Concrete is the foundation of James de Wulf‘s career, literally and figuratively. He used the material to create an acclaimed body of work, including coffee tables, fire pits and his popular Ping Pong tables. Concrete is known for its weight, its brutalist permanence and its ability to absorb sound, and after a while de Wulf found himself seeking a frequency shift, to aluminum. This departure made waves (sound waves, that is) when his Resonating Ping Pong table (Song no. 1) featuring that metal debuted at Design Miami/Paris and won big.

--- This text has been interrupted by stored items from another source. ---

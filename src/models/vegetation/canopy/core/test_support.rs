use uom::si::{
    f64::{HeatCapacity, Length},
    heat_capacity::joule_per_kelvin,
    length::meter,
};

use crate::support::hierarchy::{Cohort, Grid, Patch, PftId, Polygon, Site};

use super::{ClassifyConfig, HydraulicsScheme, SpeciesTable};

/// Configuration with a single species (PFT 1) and the given threshold.
pub(super) fn one_species_config(
    threshold_j_per_k: f64,
    hydraulics: HydraulicsScheme,
) -> ClassifyConfig {
    let species = SpeciesTable::new(vec![HeatCapacity::new::<joule_per_kelvin>(
        threshold_j_per_k,
    )])
    .unwrap();
    ClassifyConfig::new(species, hydraulics)
}

/// A PFT-1 cohort from plain SI magnitudes.
pub(super) fn cohort(height_m: f64, leaf_j_per_k: f64, wood_j_per_k: f64) -> Cohort {
    Cohort::new(
        PftId::new(1),
        Length::new::<meter>(height_m),
        HeatCapacity::new::<joule_per_kelvin>(leaf_j_per_k),
        HeatCapacity::new::<joule_per_kelvin>(wood_j_per_k),
    )
}

/// A patch with the given surface water depth and cohorts.
pub(super) fn patch_with(depth_m: f64, cohorts: Vec<Cohort>) -> Patch {
    let mut patch = Patch::new(Length::new::<meter>(depth_m)).unwrap();
    for cohort in cohorts {
        patch.push_cohort(cohort);
    }
    patch
}

/// A site with the given patches.
pub(super) fn site_with(patches: Vec<Patch>) -> Site {
    let mut site = Site::new();
    for patch in patches {
        site.push_patch(patch);
    }
    site
}

/// A single-polygon grid wrapping the given sites.
pub(super) fn grid_with(sites: Vec<Site>) -> Grid {
    let mut polygon = Polygon::new();
    for site in sites {
        polygon.push_site(site);
    }
    let mut grid = Grid::new();
    grid.push_polygon(polygon);
    grid
}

Song No. 1 had its roots in an art fair that took place long before Marty Supreme brought table tennis back to the cultural zeitgeist. De Wulf noticed that the rhythmic sounds of Ping-Pong being played on a table he had created for the exhibition attracted onlookers, sparking smiles in an otherwise stuffy environment.
To realize this idea, de Wulf traded his signature concrete for aluminum, chosen for its superior resonance. Song No. 1 is made not from a single piece of the material but from a collection of bell plates, inspired by the mechanics of a vibraphone, the xylophone’s fully metal sister. Through an obsessive R&D process, which involved sprinkling sugar on the plates to visually identify vibrational nodes, de Wulf discovered how to float them so they would ring out clearly when struck while remaining stable enough for play.
The table is tuned to an A minor pentatonic scale. The choice was deliberate: In a pentatonic scale, there are no “wrong” notes. Wherever the ball lands, it produces a harmonious tone. The ball, however, had to be specially crafted for the purpose. A standard Ping-Pong ball produced a sharp, metallic ting, so de Wulf swapped it for a denser, bouncy rubber ball and fabricated custom heavy wooden paddles. The result when the ball hits the table surface is a warm, rolling gong that envelops the players and audience.

This acoustic shift fundamentally alters the psychology of the game. Ping-Pong is typically a high-speed one-on-one sport. But playing on Song No. 1, with the bouncier ball and the hypnotic sounds, participants — even the Olympic table tennis players and international tennis stars who were captivated by the table’s tones — naturally shift from trying to score points to trying to maintain the rhythm. “It’s no longer about slamming it,” de Wulf explains. “It’s us trying to keep the song going.” The table turns a competitive sport into a collaborative, meditative performance.
Song No. 1 exemplifies de Wulf’s functional ethos. As with his other Ping Pong tables, its net (in this case, a long aluminum plate) can be removed to convert the piece’s purpose from sport to dining. The designer has yet to eat on one but dreams of a dinner party where the kids rush to clear the table so they can play on it.
The table also has emotional resonance. De Wulf describes seeing a “serious Swiss banker” transform into a “joyous child” while playing on it, a reaction that validates his new direction. “Nobody really gives a shit about cantilevers and gravity joints anymore,” he says with a laugh, signaling a departure from pure structural flexing. “If you can get that inner child out of someone . . . that’s my goal now.”
Song No. 1 is not a stand-alone composition but a prelude, the first movement in what de Wulf calls the “Resonant” series. He is already designing a Song No. 2, alongside coffee and console tables in the same vein. Song No. 1 doesn’t just occupy floor space; it claims the air around it, turning the environment into a communal sound bath. It dismantles the pretentious aura of high design, inviting everyone within earshot to participate. Whether you’re holding the paddle or simply listening to the melody, the table becomes an instrument when people play, and a song rings out, connecting strangers through a shared, harmonious bounce.